Glenda Allen Green is an American artist, academic, and writer. She has accomplishments in art, art history, science, philosophy, spirituality, and philosophy.

== Life ==
Born in 1945, Glenda Green is a native of Weatherford, Texas. She married art historian and critic Victor Koshkin-Youritzin on August 30, 1970 and together they moved to Norman, Oklahoma in 1972. She was remarried to Brian Bibb in 1980. She married Larry Jensen until his death in 2021.

== Education ==
Glenda pursued her Bachelor of Fine Arts degree in painting at Texas Christian University (TCU). As a student there, she won first place in a national intercollegiate painting competition and graduated magna cum laude with honors in 1967. Continuing her education, Glenda obtained an M.A. in art history from Tulane University in 1970, with her thesis focusing on French Gothic sculpture. During her period as an M.A. student, she held a three-year Kress fellowship, taught art history, and was curator of collections for the Newcomb College art department. She also worked at Fort Worth's Kimbell Art Museum as a research assistant to the institution's director from 1968–1969.

== Career ==
Glenda's painting career as began seriously in 1970 following graduation from her M.A. program. She had established herself as a leading portrait painter and realist by the time she joined the art department at the University of Oklahoma (from 1972-1976) to teach art history and serve as a guest artist on faculty.

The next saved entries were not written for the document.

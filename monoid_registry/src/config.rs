/*
 * Copyright (c) Meta Platforms, Inc. and affiliates.
 * All rights reserved.
 *
 * This source code is licensed under the BSD-style license found in the
 * LICENSE file in the root directory of this source tree.
 */

//! Registry configuration.
//!
//! Values are resolved in layers: **Env → File → Default**. A
//! [`Config`] starts from its defaults, may be loaded from a YAML file
//! with [`Config::from_yaml`], and environment variables are applied on
//! top with [`Config::with_env`].
//!
//! [`Config::global`] is a snapshot of the defaults overlaid with the
//! process environment, taken once on first use. Registries capture a
//! config when they are built; use [`crate::Registry::with_config`] to
//! run with a different one.

use std::env;
use std::fs;
use std::path::Path;
use std::str::FromStr;
use std::sync::LazyLock;

use serde::Deserialize;
use serde::Serialize;

/// Environment variable overriding [`Config::preview_limit`].
pub const PREVIEW_LIMIT_ENV: &str = "MONOID_PREVIEW_LIMIT";

/// Environment variable overriding [`Config::trace_elisions`].
pub const TRACE_ELISIONS_ENV: &str = "MONOID_TRACE_ELISIONS";

/// Default number of characters kept when a value is rendered into an
/// error message.
pub const DEFAULT_PREVIEW_LIMIT: usize = 80;

/// Tunables consulted while combining.
#[derive(Clone, Debug, PartialEq, Eq, Serialize, Deserialize)]
#[serde(default)]
pub struct Config {
    /// Maximum number of characters of a value rendered into an error.
    pub preview_limit: usize,
    /// Emit a trace event for every key dropped by zero-elision.
    pub trace_elisions: bool,
}

impl Default for Config {
    fn default() -> Self {
        Config {
            preview_limit: DEFAULT_PREVIEW_LIMIT,
            trace_elisions: true,
        }
    }
}

static GLOBAL: LazyLock<Config> = LazyLock::new(Config::from_env);

impl Config {
    /// The process-wide configuration snapshot.
    pub fn global() -> &'static Config {
        &GLOBAL
    }

    /// Defaults overlaid with the process environment.
    pub fn from_env() -> Config {
        Config::default().with_env()
    }

    /// Load a configuration from a YAML file. Keys missing from the
    /// file keep their defaults.
    pub fn from_yaml<P: AsRef<Path>>(path: P) -> Result<Config, anyhow::Error> {
        let contents = fs::read_to_string(path)?;
        Ok(serde_yaml::from_str(&contents)?)
    }

    /// Save this configuration to a YAML file.
    pub fn to_yaml<P: AsRef<Path>>(&self, path: P) -> Result<(), anyhow::Error> {
        let yaml = serde_yaml::to_string(self)?;
        fs::write(path, yaml)?;
        Ok(())
    }

    /// Overlay the process environment on this configuration.
    pub fn with_env(self) -> Config {
        self.with_overrides(|name| env::var(name).ok())
    }

    /// Overlay values produced by `lookup`, keyed by environment
    /// variable name. Unparseable values are logged and ignored.
    pub fn with_overrides<F>(mut self, lookup: F) -> Config
    where
        F: Fn(&str) -> Option<String>,
    {
        override_from(&lookup, PREVIEW_LIMIT_ENV, &mut self.preview_limit);
        override_from(&lookup, TRACE_ELISIONS_ENV, &mut self.trace_elisions);
        tracing::debug!(
            preview_limit = self.preview_limit,
            trace_elisions = self.trace_elisions,
            "resolved monoid registry configuration"
        );
        self
    }
}

fn override_from<F, T>(lookup: &F, env_var: &str, slot: &mut T)
where
    F: Fn(&str) -> Option<String>,
    T: FromStr,
    T::Err: std::fmt::Display,
{
    let Some(raw) = lookup(env_var) else {
        return;
    };
    match raw.trim().parse::<T>() {
        Ok(value) => *slot = value,
        Err(e) => {
            tracing::error!(
                "failed to override config from value \"{}\" in ${}: {}",
                raw,
                env_var,
                e
            );
        }
    }
}

#[cfg(test)]
mod tests {
    use std::collections::HashMap;

    use super::*;

    fn lookup(vars: &[(&str, &str)]) -> impl Fn(&str) -> Option<String> {
        let vars: HashMap<String, String> = vars
            .iter()
            .map(|(k, v)| (k.to_string(), v.to_string()))
            .collect();
        move |name: &str| vars.get(name).cloned()
    }

    #[test]
    fn defaults() {
        let config = Config::default();
        assert_eq!(config.preview_limit, 80);
        assert!(config.trace_elisions);
    }

    #[test]
    fn env_overrides_apply() {
        let config = Config::default().with_overrides(lookup(&[
            (PREVIEW_LIMIT_ENV, "16"),
            (TRACE_ELISIONS_ENV, "false"),
        ]));
        assert_eq!(config.preview_limit, 16);
        assert!(!config.trace_elisions);
    }

    #[test]
    fn bad_env_values_are_ignored() {
        let config =
            Config::default().with_overrides(lookup(&[(PREVIEW_LIMIT_ENV, "lots")]));
        assert_eq!(config, Config::default());
    }

    #[test]
    fn yaml_roundtrip_and_partial_files() {
        let dir = tempfile::tempdir().unwrap();

        let path = dir.path().join("full.yaml");
        let config = Config {
            preview_limit: 12,
            trace_elisions: false,
        };
        config.to_yaml(&path).unwrap();
        assert_eq!(Config::from_yaml(&path).unwrap(), config);

        let partial = dir.path().join("partial.yaml");
        std::fs::write(&partial, "preview_limit: 40\n").unwrap();
        let loaded = Config::from_yaml(&partial).unwrap();
        assert_eq!(loaded.preview_limit, 40);
        assert!(loaded.trace_elisions);
    }

    #[test]
    fn missing_yaml_file_is_an_error() {
        assert!(Config::from_yaml("/nonexistent/monoid.yaml").is_err());
    }
}
/*
 * Copyright (c) Meta Platforms, Inc. and affiliates.
 * All rights reserved.
 *
 * This source code is licensed under the BSD-style license found in the
 * LICENSE file in the root directory of this source tree.
 */

//! The type-tag → structure registry and its resolver.
//!
//! A [`Registry`] is immutable once built. [`Registry::register`]
//! returns a new registry and leaves the receiver untouched, so an
//! override (say, a non-commutative Integer in a test) is scoped to the
//! registry it was added to:
//!
//! ```
//! use monoid_registry::CombineError;
//! use monoid_registry::MonoidStructure;
//! use monoid_registry::Registry;
//! use monoid_registry::TypeTag;
//! use monoid_registry::Value;
//!
//! struct Subtract;
//!
//! impl MonoidStructure for Subtract {
//!     fn name(&self) -> &'static str {
//!         "subtract"
//!     }
//!
//!     fn zero(&self) -> Value {
//!         Value::from(0)
//!     }
//!
//!     fn combine(&self, x: Value, y: Value, r: &Registry) -> Result<Value, CombineError> {
//!         match (x, y) {
//!             (Value::Int(x), Value::Int(y)) => Ok(Value::Int(x - y)),
//!             (x, y) => Err(r.mismatch(&x, &y)),
//!         }
//!     }
//! }
//!
//! let default = Registry::builtin();
//! let overridden = default.register(TypeTag::INT, Subtract);
//!
//! let a = || Value::map([("a", 1)]);
//! let b = || Value::map([("a", 2)]);
//! assert_eq!(default.combine(a(), b()).unwrap(), Value::map([("a", 3)]));
//! assert_eq!(overridden.combine(a(), b()).unwrap(), Value::map([("a", -1)]));
//! ```

use std::collections::BTreeMap;
use std::fmt;
use std::sync::Arc;
use std::sync::LazyLock;

use crate::config::Config;
use crate::error::CombineError;
use crate::merge::MappingMonoid;
use crate::primitives::IntegerMonoid;
use crate::primitives::SequenceMonoid;
use crate::primitives::SetMonoid;
use crate::structure::MonoidStructure;
use crate::value::TypeTag;
use crate::value::Value;

/// Registry entries, keyed by tag.
type Structures = BTreeMap<TypeTag, Arc<dyn MonoidStructure>>;

/// An immutable mapping from [`TypeTag`] to [`MonoidStructure`].
///
/// Cloning is cheap: clones share the underlying table.
#[derive(Clone)]
pub struct Registry {
    structures: Arc<Structures>,
    config: Config,
}

static GLOBAL: LazyLock<Registry> = LazyLock::new(Registry::builtin);

impl Registry {
    /// A registry with no structures, using [`Config::global`].
    pub fn empty() -> Self {
        Registry {
            structures: Arc::new(BTreeMap::new()),
            config: Config::global().clone(),
        }
    }

    /// A fresh registry holding the built-in structures: Integer,
    /// Sequence, Set and Mapping.
    ///
    /// Each call builds new structure instances, so values resolved
    /// under two different `builtin()` registries never share a
    /// structure.
    pub fn builtin() -> Self {
        let structures: Structures = BTreeMap::from([
            (TypeTag::INT, Arc::new(IntegerMonoid) as Arc<dyn MonoidStructure>),
            (TypeTag::SEQ, Arc::new(SequenceMonoid) as Arc<dyn MonoidStructure>),
            (TypeTag::SET, Arc::new(SetMonoid) as Arc<dyn MonoidStructure>),
            (TypeTag::MAP, Arc::new(MappingMonoid) as Arc<dyn MonoidStructure>),
        ]);
        Registry {
            structures: Arc::new(structures),
            config: Config::global().clone(),
        }
    }

    /// The process-wide default registry: the built-in set, created on
    /// first use and never modified.
    pub fn global() -> &'static Registry {
        &GLOBAL
    }

    /// A copy of this registry using `config`.
    pub fn with_config(&self, config: Config) -> Registry {
        Registry {
            structures: Arc::clone(&self.structures),
            config,
        }
    }

    /// The configuration in effect.
    pub fn config(&self) -> &Config {
        &self.config
    }

    /// A copy of this registry with `structure` registered under `tag`,
    /// replacing any existing entry for that tag.
    pub fn register(&self, tag: impl Into<TypeTag>, structure: impl MonoidStructure) -> Registry {
        self.register_shared(tag, Arc::new(structure))
    }

    /// Like [`Registry::register`], but takes an already shared
    /// structure. Registering one instance under several tags makes
    /// values of those tags combinable with one another.
    pub fn register_shared(
        &self,
        tag: impl Into<TypeTag>,
        structure: Arc<dyn MonoidStructure>,
    ) -> Registry {
        let tag = tag.into();
        let name = structure.name();
        let mut structures = Structures::clone(&self.structures);
        let replaced = structures.insert(tag.clone(), structure).is_some();
        tracing::debug!(%tag, structure = name, replaced, "registered monoid structure");
        Registry {
            structures: Arc::new(structures),
            config: self.config.clone(),
        }
    }

    /// The structure registered for `tag`, if any.
    pub fn get(&self, tag: &TypeTag) -> Option<&Arc<dyn MonoidStructure>> {
        self.structures.get(tag)
    }

    /// Is a structure registered for `tag`?
    pub fn contains(&self, tag: &TypeTag) -> bool {
        self.structures.contains_key(tag)
    }

    /// Registered tags, in order.
    pub fn tags(&self) -> impl Iterator<Item = &TypeTag> {
        self.structures.keys()
    }

    /// Number of registered tags.
    pub fn len(&self) -> usize {
        self.structures.len()
    }

    /// Does this registry have no entries?
    pub fn is_empty(&self) -> bool {
        self.structures.is_empty()
    }

    /// Resolve the structure for `value`.
    pub fn resolve(&self, value: &Value) -> Result<&Arc<dyn MonoidStructure>, CombineError> {
        self.structures
            .get(value.tag())
            .ok_or_else(|| CombineError::unsupported(value, self.config.preview_limit))
    }

    /// Resolve the structure shared by `x` and `y`.
    ///
    /// `x` is resolved first. The two operands are compatible only if
    /// they resolve to the very same structure instance.
    pub fn resolve_pair(
        &self,
        x: &Value,
        y: &Value,
    ) -> Result<&Arc<dyn MonoidStructure>, CombineError> {
        let x_structure = self.resolve(x)?;
        let y_structure = self.resolve(y)?;
        if !same_structure(x_structure, y_structure) {
            return Err(self.mismatch(x, y));
        }
        tracing::trace!(structure = x_structure.name(), "resolved pair");
        Ok(x_structure)
    }

    /// Combine `x` and `y` under this registry.
    pub fn combine(&self, x: Value, y: Value) -> Result<Value, CombineError> {
        let structure = self.resolve_pair(&x, &y)?;
        structure.combine(x, y, self)
    }

    /// Fold `items` with [`Registry::combine`], seeded by the first
    /// item. Returns `None` when there are no items.
    pub fn total<I>(&self, items: I) -> Result<Option<Value>, CombineError>
    where
        I: IntoIterator<Item = Value>,
    {
        let mut items = items.into_iter();
        let Some(first) = items.next() else {
            return Ok(None);
        };
        items
            .try_fold(first, |acc, item| self.combine(acc, item))
            .map(Some)
    }

    /// A [`CombineError::TypeMismatch`] for `x` and `y`, with previews
    /// bounded by this registry's configuration. For use by structures
    /// handed operands of the wrong shape.
    pub fn mismatch(&self, x: &Value, y: &Value) -> CombineError {
        CombineError::mismatch(x, y, self.config.preview_limit)
    }
}

impl Default for Registry {
    fn default() -> Self {
        Registry::builtin()
    }
}

impl fmt::Debug for Registry {
    fn fmt(&self, f: &mut fmt::Formatter<'_>) -> fmt::Result {
        f.debug_struct("Registry")
            .field(
                "structures",
                &self
                    .structures
                    .iter()
                    .map(|(tag, s)| (tag.as_str(), s.name()))
                    .collect::<BTreeMap<_, _>>(),
            )
            .field("config", &self.config)
            .finish()
    }
}

/// Instance identity. Compares data addresses only: vtable pointers are
/// not guaranteed unique per type.
fn same_structure(a: &Arc<dyn MonoidStructure>, b: &Arc<dyn MonoidStructure>) -> bool {
    std::ptr::addr_eq(Arc::as_ptr(a), Arc::as_ptr(b))
}
impl<'a> Pair<'a> {
    pub fn new(data: &Dataset, opts: PairOptions, theme: &'a Theme) -> Result<Self> {
        let vars: Vec<String> = match &opts.vars {
            Some(v) => v.clone(),
            None => data
                .numeric_columns()
                .into_iter()
                .filter(|c| Some(*c) != opts.hue.as_deref())
                .map(str::to_string)
                .collect(),
        };
        let x_vars = opts.x_vars.clone().unwrap_or_else(|| vars.clone());
        let y_vars = opts.y_vars.clone().unwrap_or(vars);
        if x_vars.is_empty() || y_vars.is_empty() {
            return Err(NeonError::EmptyData.into());
        }
        let x_ranges = var_ranges(data, &x_vars)?;
        let y_ranges = var_ranges(data, &y_vars)?;

        let palette = opts.palette.clone().unwrap_or_else(Palette::neon_extended);
        let order: Vec<usize> = (0..data.len()).collect();
        let groups = match (opts.hue.as_deref(), &opts.hue_order) {
            (Some(hue), Some(hue_order)) => hue::partition_ordered(data, hue, hue_order, &palette, &order)?,
            (None, Some(_)) => {
                return Err(NeonError::InvalidInput("hue_order needs a hue column".into()).into());
            }
            (hue, None) => hue::partition(data, hue, &palette, &order)?,
        };

        let mut panels = Vec::with_capacity(y_vars.len());
        for y in &y_vars {
            let mut row = Vec::with_capacity(x_vars.len());
            for x in &x_vars {
                let mut sets = Vec::with_capacity(groups.len());
                for g in &groups {
                    sets.push((g.color, xy_points(data, &g.rows, x, y)?));
                }
                row.push(sets);
            }
            panels.push(row);
        }

        Ok(Self {
            theme,
            opts,
            x_vars,
            y_vars,
            groups,
            panels,
            x_ranges,
            y_ranges,
        })
    }

    /// Columns across the grid.
    pub fn x_vars(&self) -> &[String] {
        &self.x_vars
    }

    /// Columns down the grid.
    pub fn y_vars(&self) -> &[String] {
        &self.y_vars
    }

    /// Only a grid with the same variables both ways has a diagonal.
    pub fn is_square(&self) -> bool {
        self.x_vars == self.y_vars
    }

    pub fn diag_kind(&self) -> DiagKind {
        match (self.opts.diag_kind, &self.opts.hue) {
            (DiagKind::Auto, None) => DiagKind::Hist,
            (DiagKind::Auto, Some(_)) => DiagKind::Kde,
            (k, _) => k,
        }
    }

    /// `(row, col)` of every panel that gets drawn.
    /// `corner` only trims square grids.
    pub fn visible_panels(&self) -> Vec<(usize, usize)> {
        let (rows, cols) = (self.y_vars.len(), self.x_vars.len());
        let corner = self.opts.corner && self.is_square();
        (0..rows)
            .flat_map(|i| (0..cols).map(move |j| (i, j)))
            .filter(|&(i, j)| !corner || j <= i)
            .collect()
    }

    /// Points of the panel with `x_vars[col]` across and `y_vars[row]` up.
    pub fn panel(&self, row: usize, col: usize) -> &[ColoredPoints] {
        &self.panels[row][col]
    }

    /// Distributions of `x_vars[idx]` for the diagonal panel of a square grid.
    pub fn diagonal(&self, idx: usize) -> Vec<Marginal> {
        let values: Vec<(Rgb8, Vec<f64>)> = self.panels[idx][idx]
            .iter()
            .map(|(c, p)| (*c, p.iter().map(|q| q.0).collect()))
            .collect();
        distributions(&values, &self.x_ranges[idx], self.diag_kind() == DiagKind::Kde, false)
    }

    pub fn legend_items(&self) -> Vec<LegendItem> {
        let glyph = match self.opts.kind {
            PairKind::Hist => Glyph::Patch,
            PairKind::Kde => Glyph::Line,
            _ => Glyph::Dot,
        };
        hue_legend(&self.groups, glyph)
    }

    fn gutters(&self) -> (u32, u32) {
        let ticks = self
            .x_ranges
            .iter()
            .chain(&self.y_ranges)
            .flat_map(|r| [format_tick(r.start), format_tick(r.end)])
            .collect::<Vec<_>>();
        let left = max_text_width_px(ticks.iter().map(String::as_str), TICK_PX) + 12 + LABEL_PX;
        let bottom = TICK_PX + 12 + LABEL_PX + 8;
        (left, bottom)
    }

    fn draw_panel<DB: DrawingBackend>(
        &self,
        area: &DrawingArea<DB, Shift>,
        (row, col): (usize, usize),
        family: FontFamily<'_>,
    ) -> Result<()> {
        let x_range = self.x_ranges[col].clone();
        let diagonal = (self.is_square() && row == col).then(|| self.diagonal(col));
        let y_range = match &diagonal {
            Some(ms) => 0.0..strip_extent(ms),
            None => self.y_ranges[row].clone(),
        };
        let (left, bottom) = self.gutters();
        let mut chart = ChartBuilder::on(area)
            .margin(CELL_MARGIN)
            .x_label_area_size(bottom)
            .y_label_area_size(left)
            .build_cartesian_2d(x_range.clone(), y_range.clone())
            .map_err(draw_err)?;

        let font = self.theme.font_color.rgb();
        let axis = ShapeStyle {
            color: self.theme.font_color.with_alpha(0.6),
            filled: false,
            stroke_width: 1,
        };
        let fmt = |v: &f64| format_tick(*v);
        let x_desc = if row + 1 == self.y_vars.len() { self.x_vars[col].as_str() } else { "" };
        let y_desc = if col == 0 { self.y_vars[row].as_str() } else { "" };
        chart
            .configure_mesh()
            .disable_mesh()
            .axis_style(axis)
            .label_style(TextStyle::from((family, TICK_PX)).color(&font))
            .axis_desc_style(TextStyle::from((family, LABEL_PX)).color(&font))
            .x_labels(TICKS)
            .y_labels(TICKS)
            .x_desc(x_desc)
            .y_desc(y_desc)
            .x_label_formatter(&fmt)
            .y_label_formatter(&fmt)
            .draw()
            .map_err(draw_err)?;
        dotted_grid(&mut chart)?;

        if let Some(ms) = diagonal {
            let fill_alpha = if self.opts.hue.is_some() { 0.5 } else { 0.75 };
            for m in &ms {
                draw_marginal(chart.plotting_area(), m, false, fill_alpha)?;
            }
            return Ok(());
        }

        let sets = self.panel(row, col);
        match self.opts.kind {
            PairKind::Scatter | PairKind::Reg => {
                let r = radius_for_area(self.opts.s);
                for (color, pts) in sets {
                    let style = color.with_alpha(self.opts.alpha).filled();
                    chart
                        .draw_series(pts.iter().map(|&p| Circle::new(p, r, style)))
                        .map_err(draw_err)?;
                }
                if self.opts.kind == PairKind::Reg {
                    for (color, pts) in sets {
                        let Some((m, b)) = linear_fit(pts) else { continue };
                        let line = vec![(x_range.start, m * x_range.start + b), (x_range.end, m * x_range.end + b)];
                        chart
                            .draw_series(LineSeries::new(line, color.rgb().stroke_width(2)))
                            .map_err(draw_err)?;
                    }
                }
            }
            PairKind::Hist => draw_hist2d(&mut chart, sets)?,
            PairKind::Kde => draw_contours(&mut chart, &density_fields(sets, CUT))?,
        }
        Ok(())
    }
}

Glenda has had her work displayed on exhibition in the United States at the Museum of the Southwest, Midland Texas (1975), Museum of Art, University of Oklahoma, Norman (1975), Oklahoma Museum of Art, Oklahoma City (1976), Philbrook Art Center, Tulsa (1978), the Smithsonian Institution, the Museum of the City of New York, and Williams College Museum of Art. Beginning in 1980, Glenda's prints were published and distributed by Bruce McGaw Graphics of NYC. From 1986–1987, the Oklahoma Art Center in Oklahoma City honored Glenda with a retrospective of her paintings and portraits. In 1998 she had a show at the Mabee-Gerrer Museum of Art. More than 20% of her work is now owned by museums such as the Louvre, the British Museum, the Hermitage, and the Prado.

It was during her creation of an inspired painting of Christ, The Lamb and The Lion, in 1992 that she turned to spiritual writing. Glenda has said that before the fall of 1991, when she was asked to paint a portrait of Jesus Christ, she had not considered the possibility of designating an exclusive spiritual purpose to any of her works.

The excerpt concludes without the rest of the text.